Restating the data word for word is all that is required.
Start of Extracted material
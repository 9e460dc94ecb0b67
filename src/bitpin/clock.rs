//! Time sources for token expiry decisions.

use std::{
    sync::Arc,
    time::{Duration, Instant},
};

use parking_lot::Mutex;

/// Monotonic time source.
pub trait Clock: Send + Sync {
    /// Current instant.
    fn now(&self) -> Instant;
}

/// Wall clock backed by [`Instant::now`].
#[derive(Debug, Clone, Copy, Default)]
pub struct SystemClock;

impl Clock for SystemClock {
    fn now(&self) -> Instant {
        Instant::now()
    }
}

/// Clock that only moves when told to.
///
/// Cloned handles share the same offset, so a test can keep one handle and
/// advance time under a client that holds another.
#[derive(Debug, Clone)]
pub struct ManualClock {
    origin: Instant,
    offset: Arc<Mutex<Duration>>,
}

impl ManualClock {
    /// Start a clock frozen at the current instant.
    pub fn new() -> Self {
        Self { origin: Instant::now(), offset: Arc::new(Mutex::new(Duration::ZERO)) }
    }

    /// Move the clock forward.
    pub fn advance(&self, by: Duration) {
        *self.offset.lock() += by;
    }
}

impl Default for ManualClock {
    fn default() -> Self {
        Self::new()
    }
}

impl Clock for ManualClock {
    fn now(&self) -> Instant {
        self.origin + *self.offset.lock()
    }
}

#[cfg(test)]
mod tests {
    use super::*;

    #[test]
    fn test_manual_clock_is_frozen_until_advanced() {
        let clock = ManualClock::new();
        let start = clock.now();
        assert_eq!(clock.now(), start);

        clock.advance(Duration::from_secs(90));
        assert_eq!(clock.now() - start, Duration::from_secs(90));
    }

    #[test]
    fn test_manual_clock_handles_share_time() {
        let clock = ManualClock::new();
        let handle = clock.clone();
        let start = handle.now();

        clock.advance(Duration::from_secs(5));
        assert_eq!(handle.now() - start, Duration::from_secs(5));
    }
}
End of Extracted material
> _Output of the exercise_:
repository 9e460dc94ecb0b67
filename src/bitpin/clock.rs
//! Time sources for token expiry decisions.

use std::{
    sync::Arc,
    time::{Duration, Instant},
};

use parking_lot::Mutex;

/// Monotonic time source.
pub trait Clock: Send + Sync {
    /// Current instant.
    fn now(&self) -> Instant;
}

/// Wall clock backed by [`Instant::now`].
#[derive(Debug, Clone, Copy, Default)]
pub struct SystemClock;

impl Clock for SystemClock {
    fn now(&self) -> Instant {
        Instant::now()
    }
}

/// Clock that only moves when told to.
///
/// Cloned handles share the same offset, so a test can keep one handle and
/// advance time under a client that holds another.
#[derive(Debug, Clone)]
pub struct ManualClock {
    origin: Instant,
    offset: Arc<Mutex<Duration>>,
}

impl ManualClock {
    /// Start a clock frozen at the current instant.
    pub fn new() -> Self {
        Self { origin: Instant::now(), offset: Arc::new(Mutex::new(Duration::ZERO)) }
    }

    /// Move the clock forward.
    pub fn advance(&self, by: Duration) {
        *self.offset.lock() += by;
    }
}

impl Default for ManualClock {
    fn default() -> Self {
        Self::new()
    }
}

impl Clock for ManualClock {
    fn now(&self) -> Instant {
        self.origin + *self.offset.lock()
    }
}

#[cfg(test)]
mod tests {
    use super::*;

    #[test]
    fn test_manual_clock_is_frozen_until_advanced() {
        let clock = ManualClock::new();
        let start = clock.now();
        assert_eq!(clock.now(), start);

        clock.advance(Duration::from_secs(90));
        assert_eq!(clock.now() - start, Duration::from_secs(90));
    }

    #[test]
    fn test_manual_clock_handles_share_time() {
        let clock = ManualClock::new();
        let handle = clock.clone();
        let start = handle.now();

        clock.advance(Duration::from_secs(5));
        assert_eq!(handle.now() - start, Duration::from_secs(5));
    }
}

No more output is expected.